### WORK TO COMPLETE
Scan the records below, and wherever a line has the word "ambiguous", pull it out.
■ ■ ■
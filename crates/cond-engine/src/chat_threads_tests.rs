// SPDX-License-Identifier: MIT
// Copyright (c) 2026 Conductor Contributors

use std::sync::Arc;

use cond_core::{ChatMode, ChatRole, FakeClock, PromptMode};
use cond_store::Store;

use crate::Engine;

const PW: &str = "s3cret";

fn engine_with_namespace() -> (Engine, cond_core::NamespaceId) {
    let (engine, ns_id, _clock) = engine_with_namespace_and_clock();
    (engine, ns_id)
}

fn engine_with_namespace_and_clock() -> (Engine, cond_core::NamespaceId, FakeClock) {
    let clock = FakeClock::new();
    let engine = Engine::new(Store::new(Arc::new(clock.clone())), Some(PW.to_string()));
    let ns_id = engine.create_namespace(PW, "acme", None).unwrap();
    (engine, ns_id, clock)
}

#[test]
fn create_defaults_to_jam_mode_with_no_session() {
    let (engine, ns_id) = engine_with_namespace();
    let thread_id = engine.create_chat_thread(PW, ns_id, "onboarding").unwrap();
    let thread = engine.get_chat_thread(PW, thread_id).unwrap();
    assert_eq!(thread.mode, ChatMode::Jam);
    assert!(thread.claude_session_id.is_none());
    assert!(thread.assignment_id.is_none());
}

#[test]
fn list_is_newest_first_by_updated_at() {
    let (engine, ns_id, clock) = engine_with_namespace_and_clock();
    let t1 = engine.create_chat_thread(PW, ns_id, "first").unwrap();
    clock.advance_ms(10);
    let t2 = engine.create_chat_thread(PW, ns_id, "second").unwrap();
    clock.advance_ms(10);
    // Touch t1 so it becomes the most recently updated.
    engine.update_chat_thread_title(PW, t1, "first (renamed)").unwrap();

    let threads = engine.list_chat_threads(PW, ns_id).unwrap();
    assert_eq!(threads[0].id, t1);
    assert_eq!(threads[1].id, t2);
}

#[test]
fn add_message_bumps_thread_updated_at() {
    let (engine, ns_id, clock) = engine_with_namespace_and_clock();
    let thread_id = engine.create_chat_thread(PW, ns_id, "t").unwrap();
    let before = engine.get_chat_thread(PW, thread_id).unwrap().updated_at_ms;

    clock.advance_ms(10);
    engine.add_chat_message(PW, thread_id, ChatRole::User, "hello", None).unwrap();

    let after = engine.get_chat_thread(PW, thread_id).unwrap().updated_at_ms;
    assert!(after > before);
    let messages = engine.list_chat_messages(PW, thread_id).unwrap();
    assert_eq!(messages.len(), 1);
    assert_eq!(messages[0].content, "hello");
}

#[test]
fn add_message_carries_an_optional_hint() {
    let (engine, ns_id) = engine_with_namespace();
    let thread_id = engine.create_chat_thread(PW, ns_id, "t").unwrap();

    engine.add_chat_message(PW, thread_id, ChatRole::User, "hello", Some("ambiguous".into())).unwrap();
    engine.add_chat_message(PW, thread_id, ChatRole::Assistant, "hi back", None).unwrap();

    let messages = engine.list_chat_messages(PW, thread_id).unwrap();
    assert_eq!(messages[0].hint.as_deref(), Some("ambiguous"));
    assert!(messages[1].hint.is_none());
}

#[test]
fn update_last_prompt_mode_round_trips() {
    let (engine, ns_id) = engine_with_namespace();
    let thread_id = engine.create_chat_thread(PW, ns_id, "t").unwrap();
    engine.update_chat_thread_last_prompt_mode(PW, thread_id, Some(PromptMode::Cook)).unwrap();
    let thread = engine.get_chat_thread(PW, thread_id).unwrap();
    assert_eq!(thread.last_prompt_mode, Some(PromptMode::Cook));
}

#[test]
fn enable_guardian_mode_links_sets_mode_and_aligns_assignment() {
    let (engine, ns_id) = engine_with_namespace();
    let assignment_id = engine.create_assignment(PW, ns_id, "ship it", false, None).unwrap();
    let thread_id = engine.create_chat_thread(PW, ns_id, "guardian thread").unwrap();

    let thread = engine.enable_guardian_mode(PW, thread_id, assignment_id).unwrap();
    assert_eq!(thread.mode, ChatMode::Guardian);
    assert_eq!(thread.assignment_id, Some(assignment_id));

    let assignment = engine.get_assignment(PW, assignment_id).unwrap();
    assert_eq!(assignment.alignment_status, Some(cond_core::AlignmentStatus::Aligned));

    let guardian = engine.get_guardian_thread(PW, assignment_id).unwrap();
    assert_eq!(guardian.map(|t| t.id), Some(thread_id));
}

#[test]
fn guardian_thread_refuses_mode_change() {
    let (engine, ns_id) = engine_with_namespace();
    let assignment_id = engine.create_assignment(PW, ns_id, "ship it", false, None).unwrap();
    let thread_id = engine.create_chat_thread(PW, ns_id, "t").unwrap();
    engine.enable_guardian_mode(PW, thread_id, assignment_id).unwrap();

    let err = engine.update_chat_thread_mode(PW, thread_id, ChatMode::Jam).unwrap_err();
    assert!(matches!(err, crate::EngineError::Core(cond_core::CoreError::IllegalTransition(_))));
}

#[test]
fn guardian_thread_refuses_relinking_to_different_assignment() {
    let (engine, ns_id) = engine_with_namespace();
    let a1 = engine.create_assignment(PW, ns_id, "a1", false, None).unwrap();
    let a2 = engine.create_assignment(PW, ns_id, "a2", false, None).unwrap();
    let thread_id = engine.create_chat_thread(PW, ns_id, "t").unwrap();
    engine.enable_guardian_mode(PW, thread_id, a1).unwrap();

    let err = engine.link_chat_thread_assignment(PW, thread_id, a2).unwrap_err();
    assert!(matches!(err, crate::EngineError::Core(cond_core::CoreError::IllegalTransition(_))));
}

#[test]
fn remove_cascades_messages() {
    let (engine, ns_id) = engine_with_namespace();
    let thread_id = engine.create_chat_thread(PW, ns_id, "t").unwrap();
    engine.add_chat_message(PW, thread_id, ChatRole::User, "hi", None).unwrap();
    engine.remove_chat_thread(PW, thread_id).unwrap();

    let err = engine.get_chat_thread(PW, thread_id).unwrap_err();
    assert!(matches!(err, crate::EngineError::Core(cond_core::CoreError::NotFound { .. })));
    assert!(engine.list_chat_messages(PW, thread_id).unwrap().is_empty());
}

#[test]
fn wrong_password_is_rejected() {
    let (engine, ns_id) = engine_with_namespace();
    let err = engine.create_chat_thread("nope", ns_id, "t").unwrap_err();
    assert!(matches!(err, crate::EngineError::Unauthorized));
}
■ ■ ■
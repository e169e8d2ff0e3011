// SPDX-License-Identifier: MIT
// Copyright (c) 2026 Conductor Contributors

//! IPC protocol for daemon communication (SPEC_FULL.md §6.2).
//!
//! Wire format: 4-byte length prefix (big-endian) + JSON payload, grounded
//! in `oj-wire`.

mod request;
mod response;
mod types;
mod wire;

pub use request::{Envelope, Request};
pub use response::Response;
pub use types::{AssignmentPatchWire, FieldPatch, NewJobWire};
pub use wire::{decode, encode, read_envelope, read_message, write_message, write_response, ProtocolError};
■ ■ ■
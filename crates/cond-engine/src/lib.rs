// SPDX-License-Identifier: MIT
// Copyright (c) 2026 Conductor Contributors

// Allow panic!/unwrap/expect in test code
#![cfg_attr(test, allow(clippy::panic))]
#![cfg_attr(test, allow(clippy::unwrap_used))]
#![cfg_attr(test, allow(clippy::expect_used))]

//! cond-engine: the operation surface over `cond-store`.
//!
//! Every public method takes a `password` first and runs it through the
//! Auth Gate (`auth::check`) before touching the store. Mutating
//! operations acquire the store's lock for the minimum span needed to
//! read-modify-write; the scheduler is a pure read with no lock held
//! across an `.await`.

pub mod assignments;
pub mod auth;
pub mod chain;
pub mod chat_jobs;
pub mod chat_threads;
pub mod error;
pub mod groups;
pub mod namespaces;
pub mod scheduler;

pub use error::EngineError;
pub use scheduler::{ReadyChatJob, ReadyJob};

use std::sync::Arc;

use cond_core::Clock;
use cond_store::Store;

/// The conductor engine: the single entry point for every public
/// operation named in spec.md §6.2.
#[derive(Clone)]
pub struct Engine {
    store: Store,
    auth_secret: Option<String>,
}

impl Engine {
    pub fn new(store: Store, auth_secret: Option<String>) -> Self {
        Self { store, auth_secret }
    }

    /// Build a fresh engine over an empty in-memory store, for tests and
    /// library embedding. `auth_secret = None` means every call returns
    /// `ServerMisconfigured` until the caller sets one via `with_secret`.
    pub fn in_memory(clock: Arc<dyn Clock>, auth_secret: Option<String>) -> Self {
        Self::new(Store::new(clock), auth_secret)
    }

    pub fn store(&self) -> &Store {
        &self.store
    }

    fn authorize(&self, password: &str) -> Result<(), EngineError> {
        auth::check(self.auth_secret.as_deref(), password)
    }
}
■ ■ ■
### ANSWER TO THIS TASK
    engine.add_chat_message(PW, thread_id, ChatRole::User, "hello", Some("ambiguous".into())).unwrap();
    assert_eq!(messages[0].hint.as_deref(), Some("ambiguous"));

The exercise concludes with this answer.